[Excerpts from a dataset]

<<<<

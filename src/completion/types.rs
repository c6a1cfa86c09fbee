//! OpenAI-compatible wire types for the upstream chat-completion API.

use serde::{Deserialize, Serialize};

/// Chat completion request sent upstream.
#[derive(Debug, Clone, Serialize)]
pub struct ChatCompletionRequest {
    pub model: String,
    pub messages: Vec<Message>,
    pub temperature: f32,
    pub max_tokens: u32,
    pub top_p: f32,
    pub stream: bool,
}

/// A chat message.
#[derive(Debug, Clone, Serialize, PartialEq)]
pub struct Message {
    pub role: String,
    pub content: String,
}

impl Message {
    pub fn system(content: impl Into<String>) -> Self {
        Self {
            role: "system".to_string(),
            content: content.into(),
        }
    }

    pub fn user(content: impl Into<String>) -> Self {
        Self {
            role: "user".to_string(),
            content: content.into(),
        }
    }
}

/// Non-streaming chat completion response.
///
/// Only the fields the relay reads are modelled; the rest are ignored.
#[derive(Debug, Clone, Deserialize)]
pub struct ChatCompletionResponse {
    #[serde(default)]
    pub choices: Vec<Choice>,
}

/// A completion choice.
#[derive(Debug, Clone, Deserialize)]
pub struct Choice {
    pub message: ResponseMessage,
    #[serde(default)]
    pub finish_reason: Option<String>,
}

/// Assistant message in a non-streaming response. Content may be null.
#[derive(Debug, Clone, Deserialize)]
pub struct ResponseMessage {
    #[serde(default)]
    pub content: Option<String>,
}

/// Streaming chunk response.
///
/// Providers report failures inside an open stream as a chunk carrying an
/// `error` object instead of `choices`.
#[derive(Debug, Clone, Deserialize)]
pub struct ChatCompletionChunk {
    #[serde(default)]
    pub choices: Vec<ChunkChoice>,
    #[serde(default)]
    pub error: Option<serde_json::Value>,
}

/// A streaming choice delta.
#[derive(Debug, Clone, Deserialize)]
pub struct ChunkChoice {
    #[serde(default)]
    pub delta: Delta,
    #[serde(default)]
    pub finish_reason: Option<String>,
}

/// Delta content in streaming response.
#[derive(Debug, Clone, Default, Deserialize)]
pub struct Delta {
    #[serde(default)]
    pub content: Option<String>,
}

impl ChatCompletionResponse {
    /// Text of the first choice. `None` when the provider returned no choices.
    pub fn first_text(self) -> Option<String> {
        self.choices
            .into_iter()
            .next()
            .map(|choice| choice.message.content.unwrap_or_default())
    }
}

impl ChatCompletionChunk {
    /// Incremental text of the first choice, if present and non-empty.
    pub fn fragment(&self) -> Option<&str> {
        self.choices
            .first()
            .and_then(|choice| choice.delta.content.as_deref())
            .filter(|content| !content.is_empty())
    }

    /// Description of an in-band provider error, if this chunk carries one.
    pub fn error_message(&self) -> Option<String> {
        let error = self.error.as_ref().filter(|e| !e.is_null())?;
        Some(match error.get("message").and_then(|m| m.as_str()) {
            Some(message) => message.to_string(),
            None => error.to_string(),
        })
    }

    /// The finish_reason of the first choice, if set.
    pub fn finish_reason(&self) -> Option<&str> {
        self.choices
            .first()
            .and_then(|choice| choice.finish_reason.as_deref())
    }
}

>>>>

* **Task to complete**
Each entry is to be retyped precisely as it stands.

* **Output of the task**
filename src/completion/types.rs
repository c6a1cfa86c09fbee
//! OpenAI-compatible wire types for the upstream chat-completion API.

use serde::{Deserialize, Serialize};

/// Chat completion request sent upstream.
#[derive(Debug, Clone, Serialize)]
pub struct ChatCompletionRequest {
    pub model: String,
    pub messages: Vec<Message>,
    pub temperature: f32,
    pub max_tokens: u32,
    pub top_p: f32,
    pub stream: bool,
}

/// A chat message.
#[derive(Debug, Clone, Serialize, PartialEq)]
pub struct Message {
    pub role: String,
    pub content: String,
}

impl Message {
    pub fn system(content: impl Into<String>) -> Self {
        Self {
            role: "system".to_string(),
            content: content.into(),
        }
    }

    pub fn user(content: impl Into<String>) -> Self {
        Self {
            role: "user".to_string(),
            content: content.into(),
        }
    }
}

/// Non-streaming chat completion response.
///
/// Only the fields the relay reads are modelled; the rest are ignored.
#[derive(Debug, Clone, Deserialize)]
pub struct ChatCompletionResponse {
    #[serde(default)]
    pub choices: Vec<Choice>,
}

/// A completion choice.
#[derive(Debug, Clone, Deserialize)]
pub struct Choice {
    pub message: ResponseMessage,
    #[serde(default)]
    pub finish_reason: Option<String>,
}

/// Assistant message in a non-streaming response. Content may be null.
#[derive(Debug, Clone, Deserialize)]
pub struct ResponseMessage {
    #[serde(default)]
    pub content: Option<String>,
}

/// Streaming chunk response.
///
/// Providers report failures inside an open stream as a chunk carrying an
/// `error` object instead of `choices`.
#[derive(Debug, Clone, Deserialize)]
pub struct ChatCompletionChunk {
    #[serde(default)]
    pub choices: Vec<ChunkChoice>,
    #[serde(default)]
    pub error: Option<serde_json::Value>,
}

/// A streaming choice delta.
#[derive(Debug, Clone, Deserialize)]
pub struct ChunkChoice {
    #[serde(default)]
    pub delta: Delta,
    #[serde(default)]
    pub finish_reason: Option<String>,
}

/// Delta content in streaming response.
#[derive(Debug, Clone, Default, Deserialize)]
pub struct Delta {
    #[serde(default)]
    pub content: Option<String>,
}

impl ChatCompletionResponse {
    /// Text of the first choice. `None` when the provider returned no choices.
    pub fn first_text(self) -> Option<String> {
        self.choices
            .into_iter()
            .next()
            .map(|choice| choice.message.content.unwrap_or_default())
    }
}

impl ChatCompletionChunk {
    /// Incremental text of the first choice, if present and non-empty.
    pub fn fragment(&self) -> Option<&str> {
        self.choices
            .first()
            .and_then(|choice| choice.delta.content.as_deref())
            .filter(|content| !content.is_empty())
    }

    /// Description of an in-band provider error, if this chunk carries one.
    pub fn error_message(&self) -> Option<String> {
        let error = self.error.as_ref().filter(|e| !e.is_null())?;
        Some(match error.get("message").and_then(|m| m.as_str()) {
            Some(message) => message.to_string(),
            None => error.to_string(),
        })
    }

    /// The finish_reason of the first choice, if set.
    pub fn finish_reason(&self) -> Option<&str> {
        self.choices
            .first()
            .and_then(|choice| choice.finish_reason.as_deref())
    }
}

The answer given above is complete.